Diagnose van voedselallergie

De diagnose start met een nauwkeurig medisch consult om de klinische geschiedenis van de patiënt te achterhalen en de stoffen op te sporen die voor de symptomen kunnen verantwoordelijk zijn. Een verder klinisch onderzoek is eveneens noodzakelijk.

Verschillende testen die kunnen uitgevoerd worden:

  • Huidtesten, de zogenaamde “pricktesten”: men brengt een druppel van een extract of een beetje van het voedingsmiddel aan op de huid van de voorarm of van de rug en men doorprikt het vervolgens met een geplastificeerd naaldje om het extract of het voedingsmiddel in de bovenste huidlagen te doen doordringen. In geval van reactie zal men een papel opmerken (een roodgekleurde zwelling) met een diameter van enkele millimeter, vergelijkbaar met een netelprik, gepaard gaande met jeuk.
    Men kan ook “patch-tests” uitvoeren.

  • Bloedtest : deze bestaat uit het doseren van de specifieke immunoglobuline E (IgE). Naargelang het bekomen gehalte voor het bestudeerde allergeen kan de arts bepalen of de test positief of negatief is.

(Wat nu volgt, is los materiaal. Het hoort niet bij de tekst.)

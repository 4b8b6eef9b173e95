use std::fmt::Write as _;

use criterion::{Criterion, criterion_group, criterion_main};
use encoding_rs::UTF_8;
use sales_lens::{
    aggregate::{category_totals, monthly_sales},
    config::ColumnNames,
    dashboard::Dashboard,
    data,
    dataset::{Dataset, LoadOptions},
    selection::Selection,
};

const CATEGORIES: &[(&str, &[&str])] = &[
    ("Furniture", &["Bookcases", "Chairs", "Tables", "Furnishings"]),
    ("Office Supplies", &["Art", "Binders", "Paper", "Storage"]),
    ("Technology", &["Phones", "Machines", "Copiers", "Accessories"]),
];

fn generate_orders(rows: usize) -> String {
    let mut csv = String::from("Row_ID,Category,Sub_Category,Order_Date,Sales,Quantity,Profit\n");
    for i in 0..rows {
        let (category, subs) = CATEGORIES[i % CATEGORIES.len()];
        let sub = subs[(i / CATEGORIES.len()) % subs.len()];
        let month = (i % 12) + 1;
        let day = (i % 28) + 1;
        let year = 2014 + (i % 4);
        let sales = (i % 997) as f64 * 1.37 + 0.5;
        let profit = sales * 0.12 - (i % 13) as f64;
        let _ = writeln!(
            csv,
            "{i},{category},{sub},{month}/{day}/{year},{sales:.2},{},{profit:.4}",
            (i % 9) + 1
        );
    }
    csv
}

fn load(csv: &str) -> Dataset {
    let names = ColumnNames::default();
    let formats = data::default_date_formats();
    let options = LoadOptions {
        delimiter: b',',
        encoding: UTF_8,
        columns: &names,
        date_formats: &formats,
    };
    Dataset::from_reader(csv.as_bytes(), &options).expect("load dataset")
}

fn bench_aggregations(c: &mut Criterion) {
    let dataset = load(&generate_orders(10_000));
    let selection = Selection::new(Some("Office Supplies"), ["Binders", "Paper"]);

    c.bench_function("monthly_sales_10k", |b| {
        b.iter(|| monthly_sales(&dataset.all()).expect("monthly"))
    });
    c.bench_function("category_totals_10k", |b| {
        b.iter(|| category_totals(&dataset.all()).expect("totals"))
    });
    c.bench_function("dashboard_compute_10k", |b| {
        b.iter(|| Dashboard::compute(&dataset, &selection).expect("dashboard"))
    });
}

criterion_group!(benches, bench_aggregations);
criterion_main!(benches);
//! Cell-level parsing and display formatting.
//!
//! Amounts are parsed into exact [`Decimal`] values and dates into calendar
//! [`NaiveDate`]s. Display helpers render currency, percentages and signed
//! deltas with two decimal places using banker's rounding.

use std::str::FromStr;

use chrono::{Datelike, NaiveDate, NaiveDateTime};
use rust_decimal::{Decimal, RoundingStrategy};

pub const DEFAULT_DATE_FORMATS: &[&str] = &[
    "%Y-%m-%d",
    "%m/%d/%Y",
    "%Y/%m/%d",
    "%m-%d-%Y",
    "%d.%m.%Y",
];

const TIME_SUFFIXES: &[&str] = &[" %H:%M:%S", "T%H:%M:%S", " %H:%M", "T%H:%M"];

pub fn default_date_formats() -> Vec<String> {
    DEFAULT_DATE_FORMATS.iter().map(|f| f.to_string()).collect()
}

/// Parses a date or date-time cell and truncates it to the calendar day.
///
/// Formats are tried in order, first as a plain date and then followed by a
/// time-of-day component.
pub fn parse_calendar_date(value: &str, formats: &[String]) -> Option<NaiveDate> {
    let trimmed = value.trim();
    if trimmed.is_empty() {
        return None;
    }
    for fmt in formats {
        if let Ok(parsed) = NaiveDate::parse_from_str(trimmed, fmt) {
            return Some(parsed);
        }
        for suffix in TIME_SUFFIXES {
            let pattern = format!("{fmt}{suffix}");
            if let Ok(parsed) = NaiveDateTime::parse_from_str(trimmed, &pattern) {
                return Some(parsed.date());
            }
        }
    }
    None
}

/// Parses a numeric cell as an exact decimal. Plain and scientific notation
/// are accepted; currency symbols and thousands separators are not.
pub fn parse_amount(value: &str) -> Option<Decimal> {
    let trimmed = value.trim();
    if trimmed.is_empty() {
        return None;
    }
    Decimal::from_str(trimmed)
        .or_else(|_| Decimal::from_scientific(trimmed))
        .ok()
}

/// Last calendar day of the month containing `date`.
pub fn month_end(date: NaiveDate) -> NaiveDate {
    let (year, month) = if date.month() == 12 {
        (date.year() + 1, 1)
    } else {
        (date.year(), date.month() + 1)
    };
    NaiveDate::from_ymd_opt(year, month, 1)
        .and_then(|first| first.pred_opt())
        .unwrap_or(date)
}

pub fn format_date(date: NaiveDate) -> String {
    date.format("%Y-%m-%d").to_string()
}

/// Rounds to two decimal places and pins the scale so `3` renders as `3.00`.
pub fn round_cents(value: Decimal) -> Decimal {
    let mut rounded = value.round_dp_with_strategy(2, RoundingStrategy::MidpointNearestEven);
    rounded.rescale(2);
    if rounded.is_zero() {
        rounded.set_sign_positive(true);
    }
    rounded
}

pub fn format_amount(value: Decimal) -> String {
    round_cents(value).to_string()
}

/// `$1,234.50`; negative values keep the sign after the symbol (`$-12.00`).
pub fn format_currency(value: Decimal) -> String {
    let rounded = round_cents(value);
    let text = rounded.abs().to_string();
    let (whole, cents) = text.split_once('.').unwrap_or((text.as_str(), "00"));
    let sign = if rounded.is_sign_negative() { "-" } else { "" };
    format!("${sign}{}.{cents}", group_thousands(whole))
}

pub fn format_percent(value: Decimal) -> String {
    format!("{}%", round_cents(value))
}

pub fn format_signed_percent(value: Decimal) -> String {
    let rounded = round_cents(value);
    if rounded.is_sign_negative() {
        format!("{rounded}%")
    } else {
        format!("+{rounded}%")
    }
}

fn group_thousands(digits: &str) -> String {
    let len = digits.len();
    let mut grouped = String::with_capacity(len + len / 3);
    for (idx, ch) in digits.chars().enumerate() {
        if idx > 0 && (len - idx) % 3 == 0 {
            grouped.push(',');
        }
        grouped.push(ch);
    }
    grouped
}
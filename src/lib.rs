pub mod aggregate;
pub mod categories;
pub mod chart;
pub mod cli;
pub mod config;
pub mod dashboard;
pub mod data;
pub mod dataset;
pub mod error;
pub mod explore;
pub mod io_utils;
pub mod metrics;
pub mod preview;
pub mod selection;
pub mod table;

use std::{env, sync::OnceLock};

use anyhow::{Context, Result};
use clap::Parser;
use log::{LevelFilter, debug};

use crate::{
    cli::{Cli, Commands, SourceArgs},
    config::DashboardConfig,
    dataset::{Dataset, LoadOptions},
};

static LOGGER: OnceLock<()> = OnceLock::new();

fn init_logging() {
    LOGGER.get_or_init(|| {
        let mut builder = env_logger::Builder::from_env(env_logger::Env::default());
        if env::var("RUST_LOG").is_err() {
            builder.filter_module("sales_lens", LevelFilter::Info);
        }
        let _ = builder.format_timestamp_millis().try_init();
    });
}

pub fn run() -> Result<()> {
    init_logging();
    let cli = Cli::parse();
    match cli.command {
        Commands::Preview(args) => preview::execute(&args),
        Commands::Categories(args) => categories::execute(&args),
        Commands::Dashboard(args) => dashboard::execute(&args),
        Commands::Explore(args) => explore::execute(&args),
    }
}

/// Resolves configuration for `args` and loads the sales file it names.
pub(crate) fn open_source(args: &SourceArgs) -> Result<(DashboardConfig, Dataset)> {
    let config = DashboardConfig::resolve(args)?;
    debug!("Effective configuration: {config:?}");
    let encoding = io_utils::resolve_encoding(args.input_encoding.as_deref())?;
    let options = LoadOptions {
        delimiter: io_utils::resolve_input_delimiter(&args.input, args.delimiter),
        encoding,
        columns: &config.columns,
        date_formats: &config.date_formats,
    };
    let dataset = Dataset::load(&args.input, &options)
        .with_context(|| format!("Opening sales data {:?}", args.input))?;
    Ok((config, dataset))
}

pub(crate) fn printable_delimiter(delimiter: u8) -> String {
    match delimiter {
        b',' => ",".to_string(),
        b'\t' => "\\t".to_string(),
        b'\n' => "\\n".to_string(),
        other => (other as char).to_string(),
    }
}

  • Provocatietesten : de labiale provocatietest brengt de lippen in contact met de voedingsmiddelen die moeten gecontroleerd worden om na te gaan of er al dan niet een allergische reactie optreedt. De orale provocatietest bestaat in het geven van alsmaar grotere hoeveelheden allergeen, wat toelaat om de hoeveelheid van het voedingsmiddel te bepalen die een reactie veroorzaakt (= reactogene cumulatieve dosis) en om het type symptomen vast te stellen.

Met positieve huid- en bloedtesten kan men enkel de diagnose stellen van voedselsensibilisatie. De resultaten van deze testen moeten door een arts geïnterpreteerd worden die er geval per geval conclusies zal uit trekken. De diagnose van voedselallergie wordt bevestigd door een positieve orale provocatietest. Deze test kan evenwel in geval van ernstige klinische reacties niet uitgevoerd worden (bijvoorbeeld bij anafylactische shock).